= EXERCISE AIM =
Within the data below, count every line that includes "mapping" and report the total alone.

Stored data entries
--------------------------------
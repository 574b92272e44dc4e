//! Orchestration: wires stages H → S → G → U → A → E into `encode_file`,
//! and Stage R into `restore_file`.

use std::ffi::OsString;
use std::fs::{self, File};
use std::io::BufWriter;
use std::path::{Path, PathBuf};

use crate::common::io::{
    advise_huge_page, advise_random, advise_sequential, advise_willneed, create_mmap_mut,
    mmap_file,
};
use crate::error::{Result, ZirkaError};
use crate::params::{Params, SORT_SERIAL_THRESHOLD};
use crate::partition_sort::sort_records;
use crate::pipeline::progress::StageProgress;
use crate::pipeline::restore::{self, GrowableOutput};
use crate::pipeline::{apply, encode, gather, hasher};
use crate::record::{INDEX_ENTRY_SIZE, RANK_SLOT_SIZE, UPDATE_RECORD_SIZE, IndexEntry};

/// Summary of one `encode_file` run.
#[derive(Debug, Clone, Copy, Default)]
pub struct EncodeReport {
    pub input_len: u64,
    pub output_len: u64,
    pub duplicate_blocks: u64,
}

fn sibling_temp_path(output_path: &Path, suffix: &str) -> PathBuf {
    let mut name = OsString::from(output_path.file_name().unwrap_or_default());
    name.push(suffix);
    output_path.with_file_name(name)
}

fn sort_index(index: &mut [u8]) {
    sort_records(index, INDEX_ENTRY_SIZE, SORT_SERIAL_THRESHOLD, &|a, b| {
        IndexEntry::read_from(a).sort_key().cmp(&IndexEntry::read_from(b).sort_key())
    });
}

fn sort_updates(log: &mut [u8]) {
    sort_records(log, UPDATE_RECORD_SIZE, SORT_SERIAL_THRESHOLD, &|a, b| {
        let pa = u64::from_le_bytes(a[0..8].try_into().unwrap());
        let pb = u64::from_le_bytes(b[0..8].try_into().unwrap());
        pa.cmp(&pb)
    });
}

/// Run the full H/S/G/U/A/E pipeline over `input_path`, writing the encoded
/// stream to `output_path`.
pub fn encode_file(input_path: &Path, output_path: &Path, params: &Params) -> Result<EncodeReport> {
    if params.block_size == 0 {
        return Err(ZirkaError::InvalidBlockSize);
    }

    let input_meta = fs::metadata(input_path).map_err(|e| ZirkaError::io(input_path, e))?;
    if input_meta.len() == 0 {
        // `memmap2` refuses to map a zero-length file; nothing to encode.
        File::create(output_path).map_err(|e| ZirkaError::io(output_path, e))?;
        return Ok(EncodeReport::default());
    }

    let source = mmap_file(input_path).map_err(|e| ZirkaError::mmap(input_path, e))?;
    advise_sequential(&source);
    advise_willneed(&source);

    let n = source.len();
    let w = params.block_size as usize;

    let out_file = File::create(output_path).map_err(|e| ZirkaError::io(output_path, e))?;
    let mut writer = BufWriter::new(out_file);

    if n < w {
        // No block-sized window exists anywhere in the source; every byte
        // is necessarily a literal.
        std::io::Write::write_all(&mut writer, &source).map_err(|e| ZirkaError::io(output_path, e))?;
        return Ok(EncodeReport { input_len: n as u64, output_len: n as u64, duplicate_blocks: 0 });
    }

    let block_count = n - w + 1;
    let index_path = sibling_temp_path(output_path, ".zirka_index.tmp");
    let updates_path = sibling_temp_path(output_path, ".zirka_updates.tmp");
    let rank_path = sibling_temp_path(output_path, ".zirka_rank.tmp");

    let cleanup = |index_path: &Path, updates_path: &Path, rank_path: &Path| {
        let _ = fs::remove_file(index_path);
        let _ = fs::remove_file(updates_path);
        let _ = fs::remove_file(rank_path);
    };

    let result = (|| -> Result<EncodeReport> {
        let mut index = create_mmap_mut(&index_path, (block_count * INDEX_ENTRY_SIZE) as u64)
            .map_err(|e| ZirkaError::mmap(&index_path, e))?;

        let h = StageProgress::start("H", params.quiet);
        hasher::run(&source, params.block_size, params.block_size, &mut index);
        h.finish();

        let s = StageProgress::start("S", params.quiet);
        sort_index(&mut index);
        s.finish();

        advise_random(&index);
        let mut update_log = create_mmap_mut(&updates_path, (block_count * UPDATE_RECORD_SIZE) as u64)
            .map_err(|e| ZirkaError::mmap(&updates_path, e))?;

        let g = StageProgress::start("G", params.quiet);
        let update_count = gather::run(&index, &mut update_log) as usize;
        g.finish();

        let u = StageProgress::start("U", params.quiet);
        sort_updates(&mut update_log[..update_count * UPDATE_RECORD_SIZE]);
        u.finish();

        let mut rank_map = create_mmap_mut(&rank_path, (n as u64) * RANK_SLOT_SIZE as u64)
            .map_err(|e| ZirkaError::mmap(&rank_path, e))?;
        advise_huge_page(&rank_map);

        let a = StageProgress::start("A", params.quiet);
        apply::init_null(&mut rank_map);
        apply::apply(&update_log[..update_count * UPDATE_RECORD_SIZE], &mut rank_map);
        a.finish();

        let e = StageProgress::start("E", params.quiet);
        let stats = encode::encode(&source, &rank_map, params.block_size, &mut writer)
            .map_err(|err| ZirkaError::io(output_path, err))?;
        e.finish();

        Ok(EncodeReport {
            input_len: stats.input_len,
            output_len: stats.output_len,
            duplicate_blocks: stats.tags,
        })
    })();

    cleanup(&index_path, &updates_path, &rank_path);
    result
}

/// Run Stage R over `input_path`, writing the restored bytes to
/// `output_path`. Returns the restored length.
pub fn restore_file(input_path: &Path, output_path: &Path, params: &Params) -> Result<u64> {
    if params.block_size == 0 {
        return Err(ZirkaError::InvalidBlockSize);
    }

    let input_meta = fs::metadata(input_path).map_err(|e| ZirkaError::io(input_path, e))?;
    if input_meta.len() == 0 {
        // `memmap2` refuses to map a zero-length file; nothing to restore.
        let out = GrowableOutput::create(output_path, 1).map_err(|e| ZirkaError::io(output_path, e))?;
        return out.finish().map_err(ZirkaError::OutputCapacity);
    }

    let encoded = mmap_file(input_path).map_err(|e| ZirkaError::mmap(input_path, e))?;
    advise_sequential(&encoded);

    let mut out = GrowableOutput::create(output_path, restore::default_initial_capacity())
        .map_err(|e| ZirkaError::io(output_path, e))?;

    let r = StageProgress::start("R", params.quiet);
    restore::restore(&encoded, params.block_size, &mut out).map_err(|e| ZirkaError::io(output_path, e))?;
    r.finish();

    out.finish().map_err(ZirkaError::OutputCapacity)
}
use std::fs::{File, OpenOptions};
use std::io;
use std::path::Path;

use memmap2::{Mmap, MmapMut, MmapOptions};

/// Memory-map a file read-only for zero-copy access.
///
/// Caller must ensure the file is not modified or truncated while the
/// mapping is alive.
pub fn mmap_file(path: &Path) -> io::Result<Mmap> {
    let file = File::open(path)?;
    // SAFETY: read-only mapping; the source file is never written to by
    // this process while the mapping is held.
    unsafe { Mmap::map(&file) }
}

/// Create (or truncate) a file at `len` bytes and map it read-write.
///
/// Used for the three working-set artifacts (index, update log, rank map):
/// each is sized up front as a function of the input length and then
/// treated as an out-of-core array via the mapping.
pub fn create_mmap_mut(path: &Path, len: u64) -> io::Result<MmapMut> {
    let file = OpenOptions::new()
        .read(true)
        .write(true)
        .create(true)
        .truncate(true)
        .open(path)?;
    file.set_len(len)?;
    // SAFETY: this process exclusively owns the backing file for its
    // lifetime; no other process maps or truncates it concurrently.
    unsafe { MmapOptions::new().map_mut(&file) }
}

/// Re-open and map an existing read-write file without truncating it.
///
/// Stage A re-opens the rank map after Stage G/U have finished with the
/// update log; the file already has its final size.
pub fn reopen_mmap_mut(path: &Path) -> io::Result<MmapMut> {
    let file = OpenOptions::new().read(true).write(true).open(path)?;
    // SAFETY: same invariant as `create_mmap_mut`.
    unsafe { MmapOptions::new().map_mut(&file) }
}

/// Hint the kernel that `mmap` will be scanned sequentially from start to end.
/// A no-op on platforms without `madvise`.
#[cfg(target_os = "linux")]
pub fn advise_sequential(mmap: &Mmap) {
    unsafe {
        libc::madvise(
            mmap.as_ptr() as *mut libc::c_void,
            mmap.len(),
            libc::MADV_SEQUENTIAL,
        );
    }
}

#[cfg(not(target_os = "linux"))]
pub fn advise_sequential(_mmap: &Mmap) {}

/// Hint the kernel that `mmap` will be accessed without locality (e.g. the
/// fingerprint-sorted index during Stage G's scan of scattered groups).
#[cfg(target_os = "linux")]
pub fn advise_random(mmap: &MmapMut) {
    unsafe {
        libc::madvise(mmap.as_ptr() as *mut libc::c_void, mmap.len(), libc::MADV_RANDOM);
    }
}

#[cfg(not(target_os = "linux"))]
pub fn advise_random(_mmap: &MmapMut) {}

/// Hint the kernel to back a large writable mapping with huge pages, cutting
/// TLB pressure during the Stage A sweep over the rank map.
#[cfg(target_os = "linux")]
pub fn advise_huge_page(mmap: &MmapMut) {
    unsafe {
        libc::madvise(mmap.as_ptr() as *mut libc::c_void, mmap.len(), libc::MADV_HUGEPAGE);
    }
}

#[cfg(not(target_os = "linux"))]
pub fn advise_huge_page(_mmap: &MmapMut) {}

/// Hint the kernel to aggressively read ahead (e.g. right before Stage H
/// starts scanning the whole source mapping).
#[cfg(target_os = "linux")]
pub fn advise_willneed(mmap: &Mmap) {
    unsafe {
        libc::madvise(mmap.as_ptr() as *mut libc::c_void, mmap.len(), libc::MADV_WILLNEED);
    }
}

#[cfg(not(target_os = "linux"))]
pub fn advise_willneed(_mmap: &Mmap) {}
--------------------------------
= PROBLEM SOLUTION =
6